Mitsubishi, Trane and my installer served me very poorly, but I have yet to find an installer here in Tucson who has any experience with controls (wireless or wired). They just slap these things up and tell people that if a mini-split gets within 3 deg of the setpoint then it is doing fine. Trane tech support told me that specifically. BS.
Well I'm glad you got to a point where it's working to your satisfaction. I'm a tinkerer and love to try all the permutations, but maybe you're a set it and forget type of person. If you like to tinker, I would try some of the alternate dip switch settings.
I see you set it to high fan speed (SW1-3ON/SW1-4OFF) you may want to try it on "custom auto" which is a variable fan speed with a more aggressive response than auto.
You might want to try it with SW2-6 (fixed/variable capacity staging) both on/off even with a single stage connected. With it off it will vary the capacity using it's return air sensor and run time, it will be "less responsive" but will cycle less and likely run at a higher COP since it's allowed to modulate more.
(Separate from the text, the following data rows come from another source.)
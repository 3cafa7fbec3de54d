//! The interactive turn loop.
//!
//! `Game` owns the rules state (world, mission, dice). `Session` drives a
//! `Game` over any line-oriented reader and writer, so the same loop serves
//! the terminal binary and the tests.

use std::collections::VecDeque;
use std::io::{self, BufRead, Write};

use serde::Deserialize;

use crate::army::{Army, PLAYER_ARMY};
use crate::battle::{resolve_battle, validate_attack, BattleReport};
use crate::error::OrderError;
use crate::mission::Mission;
use crate::world::World;
use crate::{Dice, Roller};

#[derive(Debug, Clone, Copy, PartialEq, Eq, Deserialize)]
#[serde(default, rename_all = "snake_case")]
pub struct GameConfig {
    /// Fixed dice seed; the wall clock is used when absent.
    pub seed: Option<u64>,
    /// Wait for Enter after each action result.
    pub pause: bool,
}

impl Default for GameConfig {
    fn default() -> Self {
        Self {
            seed: None,
            pause: true,
        }
    }
}

pub struct Game<R: Roller = Dice> {
    world: World,
    mission: Mission,
    player: Army,
    roller: R,
}

impl Game<Dice> {
    /// Standard map, one random mission, dice seeded once.
    pub fn new(cfg: &GameConfig) -> Self {
        let mut dice = cfg.seed.map_or_else(Dice::from_clock, Dice::from_seed);
        tracing::info!(seed = dice.seed(), "dice seeded");
        let mission = Mission::draw(&mut dice);
        Self::with_parts(World::standard(), mission, dice)
    }
}

impl<R: Roller> Game<R> {
    pub fn with_parts(world: World, mission: Mission, roller: R) -> Self {
        Self {
            world,
            mission,
            player: PLAYER_ARMY,
            roller,
        }
    }

    pub fn world(&self) -> &World {
        &self.world
    }

    pub fn mission(&self) -> Mission {
        self.mission
    }

    pub fn player(&self) -> Army {
        self.player
    }

    /// Validate and resolve an attack between 0-based territory indices.
    /// A refused order rolls no dice and leaves the world untouched.
    pub fn attack(
        &mut self,
        attacker: usize,
        defender: usize,
        log: impl FnMut(String),
    ) -> Result<BattleReport, OrderError> {
        let (a, d) = validate_attack(&self.world, attacker, defender, self.player)?;
        let (from, to) = self
            .world
            .pair_mut(a, d)
            .ok_or(OrderError::InvalidTerritory)?;
        let roller = &mut self.roller;
        Ok(resolve_battle(from, to, self.player, || roller.d6(), log))
    }

    pub fn mission_complete(&self) -> bool {
        self.mission.is_complete(self.player, &self.world)
    }
}

/// How the loop ended.
#[derive(Debug, Clone, Copy, PartialEq, Eq)]
pub enum Ending {
    Victory,
    Quit,
    InputClosed,
}

enum Step {
    Menu,
    Victory,
    Closed,
}

pub struct Session<I, O, R: Roller = Dice> {
    game: Game<R>,
    input: I,
    out: O,
    pause: bool,
    pending: VecDeque<String>,
}

impl<I: BufRead, O: Write, R: Roller> Session<I, O, R> {
    pub fn new(game: Game<R>, input: I, out: O) -> Self {
        Self {
            game,
            input,
            out,
            pause: true,
            pending: VecDeque::new(),
        }
    }

    pub fn with_pause(mut self, pause: bool) -> Self {
        self.pause = pause;
        self
    }

    pub fn game(&self) -> &Game<R> {
        &self.game
    }

    pub fn into_output(self) -> O {
        self.out
    }

    pub fn run(&mut self) -> io::Result<Ending> {
        let ending = loop {
            self.show_state()?;
            writeln!(self.out, "\n--- ACTIONS ---")?;
            writeln!(self.out, "1 - Attack")?;
            writeln!(self.out, "2 - Check Mission")?;
            writeln!(self.out, "0 - Quit")?;
            let Some(choice) = self.ask("Choose your action: ")? else {
                writeln!(self.out, "\nLeaving the game...")?;
                break Ending::InputClosed;
            };
            self.pending.clear();

            let step = match choice {
                Some(1) => self.attack_phase()?,
                Some(2) => self.mission_check()?,
                Some(0) => {
                    writeln!(self.out, "\nLeaving the game...")?;
                    break Ending::Quit;
                }
                _ => {
                    writeln!(self.out, "\nInvalid option! Try again.")?;
                    self.pause_screen()?
                }
            };
            match step {
                Step::Menu => {}
                Step::Victory => break Ending::Victory,
                Step::Closed => {
                    writeln!(self.out, "\nLeaving the game...")?;
                    break Ending::InputClosed;
                }
            }
        };

        if ending == Ending::Victory {
            self.victory_banner()?;
        }
        writeln!(self.out, "\nEnding the game.")?;
        self.out.flush()?;
        Ok(ending)
    }

    fn show_state(&mut self) -> io::Result<()> {
        writeln!(self.out, "\n{}", self.game.world())?;
        writeln!(
            self.out,
            "\n--- YOUR MISSION ({} Army) ---",
            self.game.player()
        )?;
        writeln!(self.out, "{}", self.game.mission())
    }

    fn attack_phase(&mut self) -> io::Result<Step> {
        writeln!(self.out, "\n--- ATTACK PHASE ---")?;
        let Some(attacker) = self.ask("Choose the attacking territory (1 to 5): ")? else {
            return Ok(Step::Closed);
        };
        let Some(defender) = self.ask_more("Choose the defending territory (1 to 5): ")? else {
            return Ok(Step::Closed);
        };
        self.pending.clear();

        let mut lines = Vec::new();
        let result = match (to_index(attacker), to_index(defender)) {
            (Some(a), Some(d)) => self.game.attack(a, d, |line| lines.push(line)),
            _ => Err(OrderError::InvalidTerritory),
        };
        match result {
            Ok(_) => {
                writeln!(self.out)?;
                for line in &lines {
                    writeln!(self.out, "{line}")?;
                }
                if self.game.mission_complete() {
                    return Ok(Step::Victory);
                }
            }
            Err(e) => {
                tracing::debug!(error = %e, "attack order refused");
                writeln!(self.out, "!! ERROR: {e}")?;
            }
        }
        self.pause_screen()
    }

    fn mission_check(&mut self) -> io::Result<Step> {
        if self.game.mission_complete() {
            writeln!(
                self.out,
                "\n*** CONGRATULATIONS! You have completed your mission! ***"
            )?;
            self.pause_screen()?;
            return Ok(Step::Victory);
        }
        writeln!(
            self.out,
            "\nYour mission is not complete yet. Keep fighting!"
        )?;
        self.pause_screen()
    }

    fn victory_banner(&mut self) -> io::Result<()> {
        writeln!(self.out, "\n\n=================================================")?;
        writeln!(
            self.out,
            "         VICTORY FOR THE {} ARMY!",
            self.game.player()
        )?;
        writeln!(
            self.out,
            "         Mission accomplished: {}",
            self.game.mission()
        )?;
        writeln!(self.out, "=================================================")?;
        writeln!(self.out, "\n{}", self.game.world())
    }

    fn pause_screen(&mut self) -> io::Result<Step> {
        if self.pause {
            write!(self.out, "\nPress Enter to continue...")?;
            self.out.flush()?;
            // End of input here is noticed at the next prompt.
            let _ = self.read_line()?;
        }
        Ok(Step::Menu)
    }

    /// Prompt and read the first integer of a fresh line.
    /// Outer `None` means the input is exhausted; inner `None` means not a number.
    fn ask(&mut self, prompt: &str) -> io::Result<Option<Option<i64>>> {
        self.pending.clear();
        self.ask_more(prompt)
    }

    /// Like `ask`, but takes the next number left on the current line first.
    fn ask_more(&mut self, prompt: &str) -> io::Result<Option<Option<i64>>> {
        write!(self.out, "{prompt}")?;
        self.out.flush()?;
        if self.pending.is_empty() {
            let Some(line) = self.read_line()? else {
                return Ok(None);
            };
            self.pending
                .extend(line.split_whitespace().map(str::to_string));
        }
        Ok(Some(self.pending.pop_front().and_then(|t| leading_int(&t))))
    }

    fn read_line(&mut self) -> io::Result<Option<String>> {
        let mut line = String::new();
        if self.input.read_line(&mut line)? == 0 {
            return Ok(None);
        }
        Ok(Some(line))
    }
}

/// `scanf("%d")` on one token: optional sign, then digits, rest ignored.
fn leading_int(token: &str) -> Option<i64> {
    let sign = usize::from(token.starts_with(['+', '-']));
    let digits = token[sign..].bytes().take_while(u8::is_ascii_digit).count();
    if digits == 0 {
        return None;
    }
    token[..sign + digits].parse().ok()
}

/// 1-based menu number to 0-based index.
fn to_index(n: Option<i64>) -> Option<usize> {
    n.and_then(|n| usize::try_from(n.checked_sub(1)?).ok())
}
I'd also experiment with SW1-1 Thermo-OFF time delay(how the unit reacts after the call is over ON = hard stop, OFF allows it to cycle to maintain equilibrium) The recommendation is to leave it on so defrost and oil recovery can happen whenever. The unit will try and maintain the temperature with a 1degF offset for up to 2 hrs after a heat/cool call.
I doubt all these settings will make you happy since they make the control a little more fuzzy, but some of them may have some benefit and be transparent to you, even it's it's only a quieter modulating fan.